But coding was just the start. The latest multi-agent tools are aimed at people who don’t need or don’t want to develop software. Desktop apps such as Anthropic’s Claude Cowork (which the firm claims to have built using Claude Code in just 10 days, instead of the several months such a project might otherwise have taken), OpenAI’s Codex, and Perplexity’s Computer are all pitched as general-purpose productivity tools for white-collar professionals. They let you hand off bespoke workflows to teams of agents that coordinate across a wide range of computer-based office tasks, from managing inboxes and inventory to handling customer complaints.
And it’s not just office work. Multi-agent tools like Google DeepMind’s Co-Scientist let researchers use teams of AI agents to coordinate literature searches, generate and test hypotheses, design experiments, and more.
Think of multi-agent systems as the new assembly lines. Henry Ford’s innovation upended entire industries last century. In theory, networks of AI agents could do to white-collar knowledge work what assembly lines did to manufacturing.

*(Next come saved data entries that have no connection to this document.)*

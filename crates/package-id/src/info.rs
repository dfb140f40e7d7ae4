//! The editable snapshot a package id is computed from

use crate::config::ResolvedConfig;
use crate::requirements::{DependencyKind, RequirementInfo, RequirementsInfo};
use kiln_hash::digest_hex;
use kiln_types::{Conf, OptionValues, PackageId, Settings};
use serde::Serialize;
use std::borrow::Cow;
use std::fmt::{Display, Write as _};

/// Package id of an info with nothing in it
pub const EMPTY_PACKAGE_ID: &str = kiln_hash::EMPTY_HEX;

/// Whether a conf key is selected by one whitelist entry
///
/// Entries match exactly, or as a prefix when they end in `*`.
#[must_use]
pub fn conf_key_matches(pattern: &str, key: &str) -> bool {
    match pattern.strip_suffix('*') {
        Some(prefix) => key.starts_with(prefix),
        None => pattern == key,
    }
}

/// Keep only whitelisted conf entries
#[must_use]
pub fn filter_conf(conf: &Conf) -> Conf {
    let whitelist = conf.package_id_confs();
    let mut selected = Conf::new();
    for (key, value) in conf.iter() {
        if whitelist.iter().any(|pattern| conf_key_matches(pattern, key)) {
            selected.set(key, value.clone());
        }
    }
    selected
}

/// Escape line breaks and backslashes, and `=` in keys, so that one
/// `key=value` line can never read as two
fn escape(text: &str, key: bool) -> Cow<'_, str> {
    let special = |c: char| matches!(c, '\\' | '\n' | '\r') || (key && c == '=');
    if !text.contains(special) {
        return Cow::Borrowed(text);
    }
    let mut escaped = String::with_capacity(text.len() + 2);
    for c in text.chars() {
        match c {
            '\\' => escaped.push_str("\\\\"),
            '\n' => escaped.push_str("\\n"),
            '\r' => escaped.push_str("\\r"),
            '=' if key => escaped.push_str("\\="),
            other => escaped.push(other),
        }
    }
    Cow::Owned(escaped)
}

fn entry_line(key: &str, value: &impl Display) -> String {
    format!("{}={}", escape(key, true), escape(&value.to_string(), false))
}

/// Mutable package id builder
///
/// Seeded from a [`ResolvedConfig`] and the node's dependencies, then
/// handed to the recipe's `package_id` hook, which may drop or remap
/// entries. Discarded after hashing except as a report copy.
#[derive(Debug, Clone, Default, PartialEq, Eq, Serialize)]
pub struct PackageIdInfo {
    pub settings: Settings,
    pub options: OptionValues,
    pub requires: RequirementsInfo,
    pub build_requires: RequirementsInfo,
    pub python_requires: RequirementsInfo,
    pub conf: Conf,
    #[serde(skip_serializing_if = "Option::is_none")]
    invalid: Option<String>,
}

impl PackageIdInfo {
    /// Start from a copy of the resolved settings and options
    #[must_use]
    pub fn from_config(config: &ResolvedConfig) -> Self {
        Self {
            settings: config.settings().clone(),
            options: config.options().clone(),
            ..Self::default()
        }
    }

    /// Add one dependency to the list of its kind
    pub fn add_dependency(&mut self, kind: DependencyKind, info: RequirementInfo) {
        match kind {
            DependencyKind::Requires => self.requires.insert(info),
            DependencyKind::BuildRequires => self.build_requires.insert(info),
            DependencyKind::PythonRequires => self.python_requires.insert(info),
        }
    }

    /// Drop everything, as header-only packages do
    pub fn clear(&mut self) {
        self.settings = Settings::new();
        self.options = OptionValues::new();
        self.requires.clear();
        self.build_requires.clear();
        self.python_requires.clear();
        self.conf = Conf::new();
    }

    /// Mark the configuration as unsupported by the recipe
    pub fn invalidate(&mut self, reason: impl Into<String>) {
        self.invalid = Some(reason.into());
    }

    #[must_use]
    pub fn invalid_reason(&self) -> Option<&str> {
        self.invalid.as_deref()
    }

    /// Canonical text form
    ///
    /// Sections appear in a fixed order with sorted entries; empty sections
    /// are omitted, so an empty info renders as the empty string.
    #[must_use]
    pub fn serialize(&self) -> String {
        let mut out = String::new();
        let mut section = |name: &str, lines: Vec<String>| {
            if lines.is_empty() {
                return;
            }
            let _ = writeln!(out, "[{name}]");
            for line in lines {
                let _ = writeln!(out, "{line}");
            }
        };

        section(
            "settings",
            self.settings.iter().map(|(k, v)| entry_line(k, &v)).collect(),
        );
        section(
            "options",
            self.options.iter().map(|(k, v)| entry_line(k, &v)).collect(),
        );
        section("requires", self.requires.lines());
        section("build_requires", self.build_requires.lines());
        section("python_requires", self.python_requires.lines());
        section(
            "conf",
            self.conf.iter().map(|(k, v)| entry_line(k, &v)).collect(),
        );
        out
    }

    /// BLAKE3 of the canonical text
    #[must_use]
    pub fn package_id(&self) -> PackageId {
        PackageId::new(digest_hex(&self.serialize()))
    }
}
use serde::{Deserialize, Serialize};
use std::time::Duration;

use super::FailureContext;

/// Download-specific events for the event system
#[derive(Debug, Clone, Serialize, Deserialize)]
#[serde(tag = "type")]
pub enum DownloadEvent {
    /// Download queued for processing
    Queued {
        url: String,
        package: String,
        queue_position: usize,
    },

    /// Download started
    Started { url: String, package: String },

    /// A transient failure is being retried
    Retrying {
        url: String,
        attempt: u32,
        max_attempts: u32,
        delay: Duration,
        error: String,
    },

    /// Download completed successfully
    Completed {
        url: String,
        package: String,
        final_size: u64,
        total_time: Duration,
        hash: String,
    },

    /// Download failed
    Failed {
        url: String,
        package: String,
        failure: FailureContext,
    },

    /// Whole batch finished
    BatchCompleted {
        succeeded: usize,
        failed: usize,
        total_time: Duration,
    },
}

impl DownloadEvent {
    /// Create a failed event from a user-facing error
    #[must_use]
    pub fn failed(
        url: impl Into<String>,
        package: impl Into<String>,
        failure: FailureContext,
    ) -> Self {
        Self::Failed {
            url: url.into(),
            package: package.into(),
            failure,
        }
    }
}
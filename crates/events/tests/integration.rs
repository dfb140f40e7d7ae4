//! Integration tests for events

#[cfg(test)]
mod tests {
    use kiln_errors::GraphError;
    use kiln_events::*;

    #[tokio::test]
    async fn test_event_sender_ext() {
        let (tx, mut rx) = channel();

        tx.emit_error("test error");
        tx.emit_debug("test debug");

        let first = rx.recv().await.unwrap();
        assert!(matches!(
            first.event,
            AppEvent::General(GeneralEvent::Error { .. })
        ));
        assert_eq!(first.meta.level, EventLevel::Error);
        assert_eq!(first.meta.source, EventSource::GENERAL);

        let second = rx.recv().await.unwrap();
        assert!(matches!(
            second.event,
            AppEvent::General(GeneralEvent::DebugLog { .. })
        ));
    }

    #[tokio::test]
    async fn test_dropped_receiver() {
        let (tx, rx) = channel();
        drop(rx);

        // Should not panic when receiver is dropped
        tx.emit_warning("ignored");
    }

    #[test]
    fn test_failure_context_from_error() {
        let err = GraphError::MissingBinaries {
            packages: vec!["zlib/1.3:abc".into()],
        };
        let failure = FailureContext::from_error(&err);
        assert_eq!(failure.code.as_deref(), Some("graph.missing_binaries"));
        assert!(failure.hint.is_some());
        assert!(!failure.retryable);
    }

    #[test]
    fn test_event_serialization_shape() {
        let event = AppEvent::Resolver(ResolverEvent::conflict_detected(
            "zlib", "zlib/1.2", "zlib/1.3",
        ));
        let json = serde_json::to_value(&event).unwrap();
        assert_eq!(json["domain"], "resolver");
        assert_eq!(json["event"]["type"], "ConflictDetected");
        assert_eq!(event.log_level(), tracing::Level::WARN);
        assert_eq!(event.log_target(), "kiln::events::resolver");
    }
}
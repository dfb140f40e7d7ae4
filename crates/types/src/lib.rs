#![deny(clippy::pedantic, unsafe_code)]
#![allow(clippy::module_name_repetitions)]

//! Core type definitions for the kiln package manager
//!
//! This crate provides the value types shared by the resolver, the package
//! id engine and the cache: versions and ranges, recipe references,
//! settings, options and conf values.

pub mod conf;
pub mod mode;
pub mod options;
pub mod range;
pub mod reference;
pub mod settings;
pub mod version;

// Re-export commonly used types
pub use chrono::{DateTime, Utc};
pub use conf::{Conf, ConfValue, PACKAGE_ID_CONFS};
pub use mode::{Context, PackageId, PackageIdMode};
pub use options::{OptionValues, OptionsSchema};
pub use range::{Condition, VersionRange};
pub use reference::{PackageSpec, RecipeReference, VersionSpec};
pub use settings::{Settings, SettingsSchema, ANY_VALUE};
pub use version::{Version, VersionItem};
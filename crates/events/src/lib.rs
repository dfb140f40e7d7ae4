#![deny(clippy::pedantic, unsafe_code)]
#![allow(clippy::module_name_repetitions)]

//! Event system for async communication in kiln
//!
//! Library crates report progress and diagnostics as events instead of
//! printing. Every event travels with an [`EventMeta`] carrying its level,
//! source and correlation id, so a consumer can render or log it.
//!
//! Recipe hooks never see a global output object: each node gets its own
//! [`NodeOutput`] handle, scoped to the node reference.

pub mod meta;
pub use meta::{EventLevel, EventMeta, EventSource};

pub mod events;
pub use events::{
    AppEvent, DownloadEvent, FailureContext, GeneralEvent, RecipeEvent, ResolverEvent,
};

pub mod output;
pub use output::NodeOutput;

use serde::{Deserialize, Serialize};
use tokio::sync::mpsc::UnboundedSender;

/// An event together with its metadata
#[derive(Debug, Clone, Serialize, Deserialize)]
pub struct EventMessage {
    pub meta: EventMeta,
    pub event: AppEvent,
}

impl EventMessage {
    #[must_use]
    pub fn new(meta: EventMeta, event: AppEvent) -> Self {
        Self { meta, event }
    }
}

/// Type alias for the event sender
pub type EventSender = UnboundedSender<EventMessage>;

/// Type alias for the event receiver
pub type EventReceiver = tokio::sync::mpsc::UnboundedReceiver<EventMessage>;

/// Create a new event channel
#[must_use]
pub fn channel() -> (EventSender, EventReceiver) {
    tokio::sync::mpsc::unbounded_channel()
}

/// The unified trait for emitting events throughout kiln
///
/// This trait provides a single, consistent API for emitting events regardless of
/// whether you have a raw `EventSender` or a struct that contains one.
pub trait EventEmitter {
    /// Get the event sender for this emitter
    fn event_sender(&self) -> Option<&EventSender>;

    /// Adjust metadata before an event is sent
    fn enrich_event_meta(&self, _event: &AppEvent, _meta: &mut EventMeta) {}

    /// Send an event with explicit metadata
    fn emit_with_meta(&self, meta: EventMeta, event: AppEvent) {
        if let Some(sender) = self.event_sender() {
            // Ignore send errors - if receiver is dropped, we just continue
            let _ = sender.send(EventMessage::new(meta, event));
        }
    }

    /// Emit an event through this emitter
    fn emit(&self, event: AppEvent) {
        let mut meta = EventMeta::new(event.event_level(), event.event_source());
        self.enrich_event_meta(&event, &mut meta);
        self.emit_with_meta(meta, event);
    }

    /// Emit a debug log event
    fn emit_debug(&self, message: impl Into<String>) {
        self.emit(AppEvent::General(GeneralEvent::debug(message)));
    }

    /// Emit a warning event
    fn emit_warning(&self, message: impl Into<String>) {
        self.emit(AppEvent::General(GeneralEvent::warning(message)));
    }

    /// Emit an error event
    fn emit_error(&self, message: impl Into<String>) {
        self.emit(AppEvent::General(GeneralEvent::error(message)));
    }

    /// Emit a resolver event
    fn emit_resolver(&self, event: ResolverEvent) {
        self.emit(AppEvent::Resolver(event));
    }

    /// Emit a download event
    fn emit_download(&self, event: DownloadEvent) {
        self.emit(AppEvent::Download(event));
    }
}

/// Implementation of `EventEmitter` for the raw `EventSender`
/// This allows `EventSender` to be used directly where `EventEmitter` is expected
impl EventEmitter for EventSender {
    fn event_sender(&self) -> Option<&EventSender> {
        Some(self)
    }
}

That’s the vision, at least. Because this technology also comes with huge risks. It’s no secret that LLMs can be unpredictable. That’s an annoyance when chatbots are stuck inside their screen. When they start interacting more with the real world, it could be disastrous. Are we ready for agents to be let loose on our ubiquitous digital infrastructure, from health care to finance, social media to missile launchers?